Background: The imaging field for many CMR sequences extends outside of the heart border. As a result, noncardiac pathology may be identified. These noncardiac findings have clinical significance because they often lead to subsequent imaging/testing and intervention. The prevalence of noncardiac findings on clinical CMR studies has not been well described.

Methods: The reports of all 1,534 (62% male, age 50 ± 15 years) clinical CMR studies performed at an academic medical center during calendar years 2002 to 2006 were reviewed. All studies had been interpreted by both a staff cardiologist (level III trained in CMR) and a board-certified radiologist (with fellowship training in CMR). For each study, sex, age, indication for CMR study, and reported noncardiac pathology were extracted. Follow-up for each major noncardiac pathology was evaluated by reviewing the patient's medical center electronic medical record.
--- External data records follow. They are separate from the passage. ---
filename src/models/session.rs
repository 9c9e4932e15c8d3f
use std::time::{Duration, Instant};

/// Server-side state for an authenticated client.
#[derive(Clone, Debug)]
pub struct Session {
    pub id: String,
    pub username: String,
    pub role: String,
    pub created_at: Instant,
    pub last_accessed: Instant,
}

impl Session {
    pub fn new(id: String, username: impl Into<String>, role: impl Into<String>) -> Self {
        let now = Instant::now();
        Self {
            id,
            username: username.into(),
            role: role.into(),
            created_at: now,
            last_accessed: now,
        }
    }

    /// The role as a granted authority, e.g. `ROLE_admin`.
    pub fn authority(&self) -> String {
        format!("ROLE_{}", self.role)
    }

    pub fn is_expired(&self, now: Instant, idle_timeout: Duration) -> bool {
        now.saturating_duration_since(self.last_accessed) >= idle_timeout
    }
}
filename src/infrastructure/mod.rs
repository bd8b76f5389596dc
pub mod database;
pub mod mail;
pub mod repositories;
pub mod security;
pub mod time;
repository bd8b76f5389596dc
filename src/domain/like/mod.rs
pub mod entity;
pub mod repository;

pub use entity::Like;
pub use repository::LikeRepository;
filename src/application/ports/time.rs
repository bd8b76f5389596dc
// src/application/ports/time.rs
use chrono::{DateTime, Utc};

pub trait Clock: Send + Sync {
    fn now(&self) -> DateTime<Utc>;
}
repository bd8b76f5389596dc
use std::sync::Arc;

use chrono::Utc;

mod support;

use inkpress::application::commands::articles::{ArticleCommandService, ToggleLikeCommand};
use inkpress::application::error::ApplicationError;
use inkpress::domain::like::LikeRepository;
use support::{
    ArticleBuilder, FixedClock, InMemoryArticleRepo, InMemoryLikeRepo, InMemoryUserRepo,
    RacingLikeRepo, UserBuilder, actor,
};

struct Fixture {
    service: ArticleCommandService,
    likes: Arc<InMemoryLikeRepo>,
}

fn fixture_with_likes(likes: Arc<dyn LikeRepository>) -> ArticleCommandService {
    let users = Arc::new(InMemoryUserRepo::new());
    let articles = Arc::new(InMemoryArticleRepo::new());
    users.seed(UserBuilder::new(1).build());
    users.seed(UserBuilder::new(2).build());
    articles.seed(ArticleBuilder::new(10).build());
    ArticleCommandService::new(
        Arc::clone(&articles) as _,
        Arc::clone(&articles) as _,
        likes,
        users,
        Arc::new(FixedClock(Utc::now())),
    )
}

fn fixture() -> Fixture {
    let likes = Arc::new(InMemoryLikeRepo::new());
    let service = fixture_with_likes(Arc::clone(&likes) as _);
    Fixture { service, likes }
}

#[tokio::test]
async fn toggle_alternates_between_liked_and_not_liked() {
    let fx = fixture();
    let viewer = UserBuilder::new(1).build();

    for round in 0..5 {
        fx.service
            .toggle_like(&actor(&viewer), ToggleLikeCommand { article_id: 10 })
            .await
            .unwrap();

        let liked = fx
            .likes
            .exists(viewer.id, ArticleBuilder::new(10).build().id)
            .await
            .unwrap();
        // odd number of toggles means liked
        assert_eq!(liked, round % 2 == 0, "round {round}");
    }
}

#[tokio::test]
async fn toggle_converges_when_insert_loses_race() {
    let likes = Arc::new(RacingLikeRepo {
        inner: InMemoryLikeRepo::new(),
    });
    let service = fixture_with_likes(likes as _);
    let viewer = UserBuilder::new(1).build();

    // find sees no like, insert hits the unique constraint; the toggle
    // still reports success because the pair ended up liked.
    service
        .toggle_like(&actor(&viewer), ToggleLikeCommand { article_id: 10 })
        .await
        .unwrap();
}

#[tokio::test]
async fn likes_from_different_users_are_independent() {
    let fx = fixture();
    let first = UserBuilder::new(1).build();
    let second = UserBuilder::new(2).build();
    let article_id = ArticleBuilder::new(10).build().id;

    fx.service
        .toggle_like(&actor(&first), ToggleLikeCommand { article_id: 10 })
        .await
        .unwrap();
    fx.service
        .toggle_like(&actor(&second), ToggleLikeCommand { article_id: 10 })
        .await
        .unwrap();
    assert_eq!(fx.likes.count_by_article(article_id).await.unwrap(), 2);

    // one user unliking does not disturb the other's like
    fx.service
        .toggle_like(&actor(&first), ToggleLikeCommand { article_id: 10 })
        .await
        .unwrap();
    assert_eq!(fx.likes.count_by_article(article_id).await.unwrap(), 1);
    assert!(fx.likes.exists(second.id, article_id).await.unwrap());
    assert!(!fx.likes.exists(first.id, article_id).await.unwrap());
}

#[tokio::test]
async fn deleting_an_absent_like_is_a_no_op() {
    let fx = fixture();
    let viewer = UserBuilder::new(1).build();
    let article_id = ArticleBuilder::new(10).build().id;

    fx.likes.delete(viewer.id, article_id).await.unwrap();
    assert_eq!(fx.likes.count_by_article(article_id).await.unwrap(), 0);
}

#[tokio::test]
async fn toggle_missing_article_is_not_found() {
    let fx = fixture();
    let viewer = UserBuilder::new(1).build();

    let err = fx
        .service
        .toggle_like(&actor(&viewer), ToggleLikeCommand { article_id: 999 })
        .await
        .unwrap_err();
    assert!(matches!(err, ApplicationError::NotFound(_)));
}

#[tokio::test]
async fn toggle_rejects_non_positive_article_id() {
    let fx = fixture();
    let viewer = UserBuilder::new(1).build();

    let err = fx
        .service
        .toggle_like(&actor(&viewer), ToggleLikeCommand { article_id: 0 })
        .await
        .unwrap_err();
    assert!(matches!(err, ApplicationError::Domain(_)));
}
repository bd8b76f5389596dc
use serde::{Deserialize, Serialize};
use utoipa::ToSchema;

/// Offset-paginated result: one page of items plus the total element count
/// across all pages.
#[derive(Debug, Clone, Serialize, Deserialize, ToSchema)]
#[serde(bound(
    serialize = "T: Serialize",
    deserialize = "T: serde::de::DeserializeOwned"
))]
pub struct Page<T> {
    pub items: Vec<T>,
    pub total: u64,
    pub page: u64,
    pub size: u32,
}

impl<T> Page<T> {
    pub fn new(items: Vec<T>, total: u64, page: u64, size: u32) -> Self {
        Self {
            items,
            total,
            page,
            size,
        }
    }

    pub fn total_pages(&self) -> u64 {
        if self.size == 0 {
            0
        } else {
            self.total.div_ceil(u64::from(self.size))
        }
    }
}
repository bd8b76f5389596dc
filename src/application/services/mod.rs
// src/application/services/mod.rs
use std::sync::Arc;

use crate::{
    application::{
        commands::{articles::ArticleCommandService, users::UserCommandService},
        ports::{
            mail::Mailer,
            security::{PasswordHasher, TokenManager},
            time::Clock,
        },
        queries::articles::ArticleQueryService,
    },
    domain::{
        article::{ArticleReadRepository, ArticleWriteRepository},
        like::LikeRepository,
        user::UserRepository,
    },
};

pub struct ApplicationServices {
    pub user_commands: Arc<UserCommandService>,
    pub article_commands: Arc<ArticleCommandService>,
    pub article_queries: Arc<ArticleQueryService>,
    token_manager: Arc<dyn TokenManager>,
}

impl ApplicationServices {
    #[allow(clippy::too_many_arguments)]
    pub fn new(
        user_repo: Arc<dyn UserRepository>,
        article_write_repo: Arc<dyn ArticleWriteRepository>,
        article_read_repo: Arc<dyn ArticleReadRepository>,
        like_repo: Arc<dyn LikeRepository>,
        password_hasher: Arc<dyn PasswordHasher>,
        token_manager: Arc<dyn TokenManager>,
        mailer: Arc<dyn Mailer>,
        clock: Arc<dyn Clock>,
        app_url: String,
    ) -> Self {
        let user_commands = Arc::new(UserCommandService::new(
            Arc::clone(&user_repo),
            Arc::clone(&password_hasher),
            Arc::clone(&token_manager),
            Arc::clone(&mailer),
            Arc::clone(&clock),
            app_url,
        ));

        let article_commands = Arc::new(ArticleCommandService::new(
            Arc::clone(&article_write_repo),
            Arc::clone(&article_read_repo),
            Arc::clone(&like_repo),
            Arc::clone(&user_repo),
            Arc::clone(&clock),
        ));

        let article_queries = Arc::new(ArticleQueryService::new(
            Arc::clone(&article_read_repo),
            Arc::clone(&like_repo),
            Arc::clone(&user_repo),
        ));

        Self {
            user_commands,
            article_commands,
            article_queries,
            token_manager,
        }
    }

    pub fn token_manager(&self) -> Arc<dyn TokenManager> {
        Arc::clone(&self.token_manager)
    }
}
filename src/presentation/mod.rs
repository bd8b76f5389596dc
// src/presentation/mod.rs
pub mod http;
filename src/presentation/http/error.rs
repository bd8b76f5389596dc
use crate::application::{ApplicationResult, error::ApplicationError};
use crate::domain::errors::DomainError;
use axum::{
    Json,
    http::StatusCode,
    response::{IntoResponse, Response},
};
use serde::{Deserialize, Serialize};
use utoipa::ToSchema;

#[derive(Debug)]
pub struct HttpError {
    status: StatusCode,
    message: String,
}

impl HttpError {
    pub fn from_error(err: ApplicationError) -> Self {
        match err {
            ApplicationError::Validation(msg) => Self::new(StatusCode::BAD_REQUEST, msg),
            ApplicationError::NotFound(msg) => Self::new(StatusCode::NOT_FOUND, msg),
            ApplicationError::Conflict(msg) => Self::new(StatusCode::CONFLICT, msg),
            ApplicationError::Unauthorized(msg) => Self::new(StatusCode::UNAUTHORIZED, msg),
            ApplicationError::Forbidden(msg) => Self::new(StatusCode::FORBIDDEN, msg),
            ApplicationError::Infrastructure(msg) => {
                Self::new(StatusCode::INTERNAL_SERVER_ERROR, msg)
            }
            ApplicationError::Domain(domain_err) => {
                let status = match &domain_err {
                    DomainError::Validation(_) => StatusCode::BAD_REQUEST,
                    DomainError::NotFound(_) => StatusCode::NOT_FOUND,
                    DomainError::Conflict(_) => StatusCode::CONFLICT,
                    DomainError::Persistence(_) => StatusCode::INTERNAL_SERVER_ERROR,
                };
                Self::new(status, domain_err.to_string())
            }
        }
    }

    fn new(status: StatusCode, message: String) -> Self {
        Self { status, message }
    }
}

impl IntoResponse for HttpError {
    fn into_response(self) -> Response {
        let payload = ErrorResponse {
            error: self
                .status
                .canonical_reason()
                .unwrap_or("error")
                .to_string(),
            message: self.message,
        };
        (self.status, Json(payload)).into_response()
    }
}

#[derive(Debug, Serialize, Deserialize, ToSchema)]
pub struct ErrorResponse {
    pub error: String,
    pub message: String,
}

pub type HttpResult<T> = Result<T, HttpError>;

pub trait IntoHttpResult<T> {
    fn into_http(self) -> HttpResult<T>;
}

impl<T> IntoHttpResult<T> for ApplicationResult<T> {
    fn into_http(self) -> HttpResult<T> {
        self.map_err(HttpError::from_error)
    }
}
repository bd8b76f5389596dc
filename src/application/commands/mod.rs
pub mod articles;
pub mod users;
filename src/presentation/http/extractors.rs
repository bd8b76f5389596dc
// src/presentation/http/extractors.rs
use crate::{
    application::{dto::AuthenticatedUser, error::ApplicationError},
    presentation::http::state::HttpState,
};
use axum::{Extension, extract::FromRequestParts, http::request::Parts};
use headers::{Authorization, HeaderMapExt, authorization::Bearer};

use super::error::HttpError;

/// Requires a valid bearer token; rejects with 401 otherwise.
#[derive(Debug, Clone)]
pub struct Authenticated(pub AuthenticatedUser);

/// Optional viewer identity: `None` when no Authorization header is sent,
/// still a 401 when a token is present but invalid.
#[derive(Debug, Clone)]
pub struct MaybeAuthenticated(pub Option<AuthenticatedUser>);

async fn state_from_parts<S: Send + Sync>(
    parts: &mut Parts,
    state: &S,
) -> Result<HttpState, HttpError> {
    let Extension(app_state) = Extension::<HttpState>::from_request_parts(parts, state)
        .await
        .map_err(|_| {
            HttpError::from_error(ApplicationError::Infrastructure(
                "application state missing".into(),
            ))
        })?;
    Ok(app_state)
}

impl<S: Send + Sync> FromRequestParts<S> for Authenticated {
    type Rejection = HttpError;

    async fn from_request_parts(parts: &mut Parts, state: &S) -> Result<Self, Self::Rejection> {
        let app_state = state_from_parts(parts, state).await?;

        let header = parts
            .headers
            .typed_get::<Authorization<Bearer>>()
            .ok_or_else(|| {
                HttpError::from_error(ApplicationError::Unauthorized(
                    "missing Authorization header".into(),
                ))
            })?;

        let user = app_state
            .services
            .token_manager()
            .authenticate(header.token())
            .await
            .map_err(HttpError::from_error)?;

        Ok(Self(user))
    }
}

impl<S: Send + Sync> FromRequestParts<S> for MaybeAuthenticated {
    type Rejection = HttpError;

    async fn from_request_parts(parts: &mut Parts, state: &S) -> Result<Self, Self::Rejection> {
        let app_state = state_from_parts(parts, state).await?;

        if let Some(header) = parts.headers.typed_get::<Authorization<Bearer>>() {
            let user = app_state
                .services
                .token_manager()
                .authenticate(header.token())
                .await
                .map_err(HttpError::from_error)?;
            Ok(Self(Some(user)))
        } else {
            Ok(Self(None))
        }
    }
}
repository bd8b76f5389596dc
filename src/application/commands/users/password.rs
use crate::application::error::{ApplicationError, ApplicationResult};

pub(super) const MIN_PASSWORD_LENGTH: usize = 8;

pub(super) fn validate_password(password: &str) -> ApplicationResult<()> {
    if password.len() < MIN_PASSWORD_LENGTH {
        return Err(ApplicationError::validation(format!(
            "password must be at least {MIN_PASSWORD_LENGTH} characters"
        )));
    }
    Ok(())
}
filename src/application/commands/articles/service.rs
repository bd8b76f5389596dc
// src/application/commands/articles/service.rs
use std::sync::Arc;

use crate::{
    application::ports::time::Clock,
    domain::{
        article::{ArticleReadRepository, ArticleWriteRepository},
        like::LikeRepository,
        user::UserRepository,
    },
};

pub struct ArticleCommandService {
    pub(super) write_repo: Arc<dyn ArticleWriteRepository>,
    pub(super) read_repo: Arc<dyn ArticleReadRepository>,
    pub(super) like_repo: Arc<dyn LikeRepository>,
    pub(super) user_repo: Arc<dyn UserRepository>,
    pub(super) clock: Arc<dyn Clock>,
}

impl ArticleCommandService {
    pub fn new(
        write_repo: Arc<dyn ArticleWriteRepository>,
        read_repo: Arc<dyn ArticleReadRepository>,
        like_repo: Arc<dyn LikeRepository>,
        user_repo: Arc<dyn UserRepository>,
        clock: Arc<dyn Clock>,
    ) -> Self {
        Self {
            write_repo,
            read_repo,
            like_repo,
            user_repo,
            clock,
        }
    }
}
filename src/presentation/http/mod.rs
// src/presentation/http/mod.rs
pub mod controllers;
pub mod error;
pub mod extractors;
pub mod openapi;
pub mod routes;
pub mod state;
// src/domain/errors.rs
use thiserror::Error;

pub type DomainResult<T> = Result<T, DomainError>;

#[derive(Debug, Error)]
pub enum DomainError {
    #[error("validation error: {0}")]
    Validation(String),
    #[error("conflict: {0}")]
    Conflict(String),
    #[error("not found: {0}")]
    NotFound(String),
    #[error("persistence error: {0}")]
    Persistence(String),
}
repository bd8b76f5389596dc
pub mod entity;
pub mod repository;
pub mod value_objects;

pub use entity::{Article, NewArticle};
pub use repository::{ArticleReadRepository, ArticleWriteRepository};
pub use value_objects::{ArticleContent, ArticleDescription, ArticleId, ArticleSlug, ArticleTitle};
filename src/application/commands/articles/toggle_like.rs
// src/application/commands/articles/toggle_like.rs
use super::ArticleCommandService;
use crate::{
    application::{
        dto::AuthenticatedUser,
        error::{ApplicationError, ApplicationResult},
    },
    domain::{article::Article, article::ArticleId, errors::DomainError},
};

pub struct ToggleLikeCommand {
    pub article_id: i64,
}

impl ArticleCommandService {
    /// Flip the (user, article) like fact: present -> delete, absent ->
    /// insert. Returns the unchanged article; callers re-project to observe
    /// the new count and viewer flag.
    pub async fn toggle_like(
        &self,
        actor: &AuthenticatedUser,
        command: ToggleLikeCommand,
    ) -> ApplicationResult<Article> {
        let article_id = ArticleId::new(command.article_id)?;
        let article = self
            .read_repo
            .find_by_id(article_id)
            .await?
            .ok_or_else(|| ApplicationError::not_found("article not found"))?;
        let user = self
            .user_repo
            .find_by_id(actor.id)
            .await?
            .ok_or_else(|| ApplicationError::not_found("user not found"))?;

        let existing = self.like_repo.find(user.id, article.id).await?;
        match existing {
            Some(like) => {
                self.like_repo.delete(like.user_id, like.article_id).await?;
            }
            None => {
                match self.like_repo.insert(user.id, article.id).await {
                    Ok(_) => {}
                    // A concurrent toggle won the insert race; the pair is
                    // already in the liked state, which is the outcome this
                    // request wanted. Converge instead of failing.
                    Err(DomainError::Conflict(_)) => {
                        tracing::debug!(
                            article_id = %article.id,
                            user_id = %user.id,
                            "like insert lost a race, treating as liked"
                        );
                    }
                    Err(err) => return Err(err.into()),
                }
            }
        }

        Ok(article)
    }
}
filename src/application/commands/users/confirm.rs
use super::UserCommandService;
use crate::{
    application::{
        dto::UserDto,
        error::{ApplicationError, ApplicationResult},
    },
    domain::user::UserUpdate,
};

pub struct ConfirmEmailCommand {
    pub token: String,
}

impl UserCommandService {
    /// Redeem a confirmation token: activate the account and clear the
    /// token so it cannot be replayed.
    pub async fn confirm_email(&self, command: ConfirmEmailCommand) -> ApplicationResult<UserDto> {
        let user = self
            .user_repo
            .find_by_confirmation_token(&command.token)
            .await?
            .ok_or_else(|| ApplicationError::not_found("invalid or expired token"))?;

        let update = UserUpdate::new(user.id)
            .with_is_active(true)
            .with_confirmation_token_cleared();
        let activated = self.user_repo.update(update).await?;

        Ok(activated.into())
    }
}
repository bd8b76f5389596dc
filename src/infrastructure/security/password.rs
use crate::application::{
    error::{ApplicationError, ApplicationResult},
    ports::security::PasswordHasher,
};
use argon2::{
    Argon2,
    password_hash::{
        PasswordHash, PasswordHasher as _, PasswordVerifier, SaltString, rand_core::OsRng,
    },
};
use async_trait::async_trait;

#[derive(Default, Clone)]
pub struct Argon2PasswordHasher;

#[async_trait]
impl PasswordHasher for Argon2PasswordHasher {
    async fn hash(&self, password: &str) -> ApplicationResult<String> {
        let password = password.to_owned();
        tokio::task::spawn_blocking(move || {
            let salt = SaltString::generate(&mut OsRng);
            Argon2::default()
                .hash_password(password.as_bytes(), &salt)
                .map(|hash| hash.to_string())
                .map_err(|err| ApplicationError::infrastructure(err.to_string()))
        })
        .await
        .map_err(|err| ApplicationError::infrastructure(err.to_string()))?
    }

    async fn verify(&self, password: &str, expected_hash: &str) -> ApplicationResult<()> {
        let password = password.to_owned();
        let expected_hash = expected_hash.to_owned();
        tokio::task::spawn_blocking(move || -> Result<(), ApplicationError> {
            let parsed = PasswordHash::new(&expected_hash)
                .map_err(|err| ApplicationError::infrastructure(err.to_string()))?;
            Argon2::default()
                .verify_password(password.as_bytes(), &parsed)
                .map_err(|_| ApplicationError::unauthorized("invalid credentials"))
        })
        .await
        .map_err(|err| ApplicationError::infrastructure(err.to_string()))??;
        Ok(())
    }
}
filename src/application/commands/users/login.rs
use super::UserCommandService;
use crate::{
    application::{
        dto::{AuthTokenDto, TokenSubject, UserDto},
        error::{ApplicationError, ApplicationResult},
    },
    domain::user::{User, Username},
};

pub struct LoginUserCommand {
    pub username: String,
    pub password: String,
}

#[derive(Debug)]
pub struct LoginResult {
    pub token: AuthTokenDto,
    pub user: UserDto,
}

impl UserCommandService {
    pub async fn login(&self, command: LoginUserCommand) -> ApplicationResult<LoginResult> {
        let username = Username::new(command.username)?;
        let user = self
            .find_and_authenticate_user(username, &command.password)
            .await?;

        let subject = TokenSubject {
            user_id: user.id,
            username: user.username.to_string(),
        };
        let token = self.token_manager.issue(subject).await?;

        Ok(LoginResult {
            token,
            user: user.into(),
        })
    }

    async fn find_and_authenticate_user(
        &self,
        username: Username,
        password: &str,
    ) -> ApplicationResult<User> {
        let user = self
            .user_repo
            .find_by_username(&username)
            .await?
            .ok_or_else(|| ApplicationError::unauthorized("invalid credentials"))?;

        self.password_hasher
            .verify(password, user.password_hash.as_str())
            .await?;

        if !user.is_active {
            return Err(ApplicationError::forbidden(
                "account is not activated, please check your email",
            ));
        }

        Ok(user)
    }
}
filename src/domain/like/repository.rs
use crate::domain::article::ArticleId;
use crate::domain::errors::DomainResult;
use crate::domain::like::entity::Like;
use crate::domain::user::UserId;
use async_trait::async_trait;

/// Store of (user, article) like facts. The store enforces at most one fact
/// per pair; a duplicate insert fails with `DomainError::Conflict`.
#[async_trait]
pub trait LikeRepository: Send + Sync {
    async fn exists(&self, user_id: UserId, article_id: ArticleId) -> DomainResult<bool>;

    async fn find(&self, user_id: UserId, article_id: ArticleId) -> DomainResult<Option<Like>>;

    async fn insert(&self, user_id: UserId, article_id: ArticleId) -> DomainResult<Like>;

    /// Deleting an absent fact is a no-op, not an error.
    async fn delete(&self, user_id: UserId, article_id: ArticleId) -> DomainResult<()>;

    async fn count_by_article(&self, article_id: ArticleId) -> DomainResult<u64>;
}
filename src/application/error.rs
// src/application/error.rs
use crate::domain::errors::DomainError;
use thiserror::Error;

pub type ApplicationResult<T> = Result<T, ApplicationError>;

#[derive(Debug, Error)]
pub enum ApplicationError {
    #[error(transparent)]
    Domain(#[from] DomainError),

    #[error("validation error: {0}")]
    Validation(String),

    #[error("resource not found: {0}")]
    NotFound(String),

    #[error("conflict: {0}")]
    Conflict(String),

    #[error("unauthorized: {0}")]
    Unauthorized(String),

    #[error("forbidden: {0}")]
    Forbidden(String),

    #[error("infrastructure failure: {0}")]
    Infrastructure(String),
}

impl ApplicationError {
    pub fn validation(msg: impl Into<String>) -> Self {
        Self::Validation(msg.into())
    }

    pub fn not_found(msg: impl Into<String>) -> Self {
        Self::NotFound(msg.into())
    }

    pub fn conflict(msg: impl Into<String>) -> Self {
        Self::Conflict(msg.into())
    }

    pub fn unauthorized(msg: impl Into<String>) -> Self {
        Self::Unauthorized(msg.into())
    }

    pub fn forbidden(msg: impl Into<String>) -> Self {
        Self::Forbidden(msg.into())
    }

    pub fn infrastructure(msg: impl Into<String>) -> Self {
        Self::Infrastructure(msg.into())
    }
}
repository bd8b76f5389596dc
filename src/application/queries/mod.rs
pub mod articles;
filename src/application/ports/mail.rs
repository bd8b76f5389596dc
// src/application/ports/mail.rs
use crate::application::ApplicationResult;
use async_trait::async_trait;

/// Outbound confirmation mail. Callers decide whether a send failure is
/// fatal; registration treats it as best-effort.
#[async_trait]
pub trait Mailer: Send + Sync {
    async fn send_confirmation_email(
        &self,
        recipient: &str,
        username: &str,
        confirmation_url: &str,
    ) -> ApplicationResult<()>;
}
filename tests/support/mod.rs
// tests/support/mod.rs
// Shared test doubles and builders used by multiple integration test
// binaries. Individual binaries only use a subset, so allow dead_code at
// the module level to keep CI output clean.
#[allow(dead_code, unused_imports)]
pub mod builders;

#[allow(dead_code, unused_imports)]
pub mod helpers;

#[allow(dead_code, unused_imports)]
pub mod mocks;

#[allow(unused_imports)]
pub use builders::*;
#[allow(unused_imports)]
pub use helpers::*;
#[allow(unused_imports)]
pub use mocks::*;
These noncardiac pathologies were then categorized as significant if an intervention or change in the patient's management ensued.

Results: A total of 116 (7.6%) studies had at least one noncardiac finding. These findings included 55 major findings (e.g., lymphadenopathy, lung abnormalities, mediastinal masses) in 48 distinct reports (prevalence of 3.1%) and 74 minor findings (e.g., small pleural effusions, liver cysts, renal cysts) in 70 distinct reports (prevalence of 4.6%). The majority (62%) of major findings were previously known, with only 8 findings in 6 (0.4%) of 1,534 reports ultimately deemed to be new and clinically important/significant. The age of those with noncardiac pathology was greater (54 ± 16 years vs. 49 ± 16 years, p < 0.001).

Conclusions: In this large series of consecutive clinical CMR studies interpreted by both staff cardiologists and radiologists, noncardiac pathology is uncommonly reported. When reported, the majority of major findings are previously known. New major findings were detected in <0.5% of reports.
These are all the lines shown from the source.